(Task requirements) Each line with the word "remaps" must appear in the answer, copied from the records.
○ ○ ○
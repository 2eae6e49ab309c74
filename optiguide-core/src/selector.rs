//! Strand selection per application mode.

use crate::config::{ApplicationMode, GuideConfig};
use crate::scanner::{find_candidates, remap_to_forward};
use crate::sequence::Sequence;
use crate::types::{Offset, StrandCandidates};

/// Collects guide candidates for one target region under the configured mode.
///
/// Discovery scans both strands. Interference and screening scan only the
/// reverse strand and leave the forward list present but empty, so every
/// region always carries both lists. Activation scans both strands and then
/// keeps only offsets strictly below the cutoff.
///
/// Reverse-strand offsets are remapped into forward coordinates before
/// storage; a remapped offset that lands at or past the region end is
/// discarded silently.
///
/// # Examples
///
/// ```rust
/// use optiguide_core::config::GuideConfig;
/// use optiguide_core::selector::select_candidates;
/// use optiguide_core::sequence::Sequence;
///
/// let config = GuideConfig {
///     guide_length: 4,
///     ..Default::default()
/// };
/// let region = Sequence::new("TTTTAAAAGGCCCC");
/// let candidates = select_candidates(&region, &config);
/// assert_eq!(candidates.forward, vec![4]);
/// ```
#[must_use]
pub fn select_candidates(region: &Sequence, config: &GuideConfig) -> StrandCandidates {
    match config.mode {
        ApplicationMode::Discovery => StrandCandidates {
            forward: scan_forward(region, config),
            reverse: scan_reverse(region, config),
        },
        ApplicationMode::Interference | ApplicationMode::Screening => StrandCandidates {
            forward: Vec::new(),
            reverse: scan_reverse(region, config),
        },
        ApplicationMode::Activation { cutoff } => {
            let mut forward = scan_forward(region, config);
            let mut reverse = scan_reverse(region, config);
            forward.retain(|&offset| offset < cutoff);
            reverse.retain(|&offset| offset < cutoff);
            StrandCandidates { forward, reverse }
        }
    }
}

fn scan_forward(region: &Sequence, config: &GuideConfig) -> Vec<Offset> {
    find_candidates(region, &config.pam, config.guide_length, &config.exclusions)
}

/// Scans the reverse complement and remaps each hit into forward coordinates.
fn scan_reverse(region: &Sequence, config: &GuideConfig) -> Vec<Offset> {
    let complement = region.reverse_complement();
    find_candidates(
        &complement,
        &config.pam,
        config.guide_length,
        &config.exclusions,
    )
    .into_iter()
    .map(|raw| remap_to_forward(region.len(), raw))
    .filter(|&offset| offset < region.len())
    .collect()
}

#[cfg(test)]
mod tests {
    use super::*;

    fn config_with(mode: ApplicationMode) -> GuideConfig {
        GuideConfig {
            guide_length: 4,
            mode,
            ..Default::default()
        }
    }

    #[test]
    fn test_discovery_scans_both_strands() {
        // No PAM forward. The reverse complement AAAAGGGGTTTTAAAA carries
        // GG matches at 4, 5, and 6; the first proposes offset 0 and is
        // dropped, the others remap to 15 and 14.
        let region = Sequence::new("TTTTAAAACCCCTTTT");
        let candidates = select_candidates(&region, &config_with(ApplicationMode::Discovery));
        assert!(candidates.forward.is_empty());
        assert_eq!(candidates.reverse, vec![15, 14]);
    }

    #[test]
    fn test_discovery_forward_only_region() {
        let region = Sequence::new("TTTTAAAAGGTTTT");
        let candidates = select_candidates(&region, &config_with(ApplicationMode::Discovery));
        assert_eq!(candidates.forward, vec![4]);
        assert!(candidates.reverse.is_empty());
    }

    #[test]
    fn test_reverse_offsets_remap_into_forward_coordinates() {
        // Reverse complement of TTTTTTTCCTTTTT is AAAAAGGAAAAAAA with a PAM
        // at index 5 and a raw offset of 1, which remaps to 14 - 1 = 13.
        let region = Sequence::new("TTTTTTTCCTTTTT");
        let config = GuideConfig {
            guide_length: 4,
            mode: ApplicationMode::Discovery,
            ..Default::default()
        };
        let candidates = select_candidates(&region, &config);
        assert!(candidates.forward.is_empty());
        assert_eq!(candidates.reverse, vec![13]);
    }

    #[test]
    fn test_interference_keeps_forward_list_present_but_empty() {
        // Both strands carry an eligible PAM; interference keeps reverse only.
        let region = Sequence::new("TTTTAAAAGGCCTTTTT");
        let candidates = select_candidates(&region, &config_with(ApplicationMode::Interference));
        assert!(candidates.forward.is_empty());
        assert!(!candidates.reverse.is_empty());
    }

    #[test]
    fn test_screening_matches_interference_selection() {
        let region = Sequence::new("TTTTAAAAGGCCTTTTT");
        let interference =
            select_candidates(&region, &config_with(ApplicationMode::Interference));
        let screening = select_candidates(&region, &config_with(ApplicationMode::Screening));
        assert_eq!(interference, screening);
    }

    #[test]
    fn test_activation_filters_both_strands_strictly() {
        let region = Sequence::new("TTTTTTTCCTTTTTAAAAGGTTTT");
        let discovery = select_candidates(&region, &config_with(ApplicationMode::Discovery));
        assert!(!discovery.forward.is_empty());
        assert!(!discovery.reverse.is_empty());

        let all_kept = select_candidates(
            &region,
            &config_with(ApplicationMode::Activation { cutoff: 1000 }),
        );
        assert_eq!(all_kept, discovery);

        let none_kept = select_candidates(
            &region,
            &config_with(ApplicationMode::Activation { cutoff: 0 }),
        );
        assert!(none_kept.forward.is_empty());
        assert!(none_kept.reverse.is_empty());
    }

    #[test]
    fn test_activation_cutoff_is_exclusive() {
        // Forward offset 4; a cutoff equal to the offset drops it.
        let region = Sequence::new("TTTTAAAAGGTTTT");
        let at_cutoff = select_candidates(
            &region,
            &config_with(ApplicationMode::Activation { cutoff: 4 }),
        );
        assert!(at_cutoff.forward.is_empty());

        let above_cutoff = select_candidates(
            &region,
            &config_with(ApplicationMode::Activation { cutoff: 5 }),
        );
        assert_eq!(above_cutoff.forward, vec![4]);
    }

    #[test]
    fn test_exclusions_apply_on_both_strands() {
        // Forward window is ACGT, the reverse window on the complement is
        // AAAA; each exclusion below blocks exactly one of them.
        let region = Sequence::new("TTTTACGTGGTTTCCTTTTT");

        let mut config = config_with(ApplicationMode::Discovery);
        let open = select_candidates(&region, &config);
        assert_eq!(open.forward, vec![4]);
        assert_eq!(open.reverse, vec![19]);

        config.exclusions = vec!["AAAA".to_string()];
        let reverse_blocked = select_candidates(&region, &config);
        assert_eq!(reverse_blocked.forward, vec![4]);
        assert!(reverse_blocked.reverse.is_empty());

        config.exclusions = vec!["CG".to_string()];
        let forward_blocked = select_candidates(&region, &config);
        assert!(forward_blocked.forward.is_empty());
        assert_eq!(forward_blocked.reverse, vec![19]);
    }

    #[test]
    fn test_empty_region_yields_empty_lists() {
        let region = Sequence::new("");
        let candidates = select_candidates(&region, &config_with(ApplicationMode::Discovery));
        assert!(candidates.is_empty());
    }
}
○ ○ ○
(Exercise result)
/// Scans the reverse complement and remaps each hit into forward coordinates.
        // at index 5 and a raw offset of 1, which remaps to 14 - 1 = 13.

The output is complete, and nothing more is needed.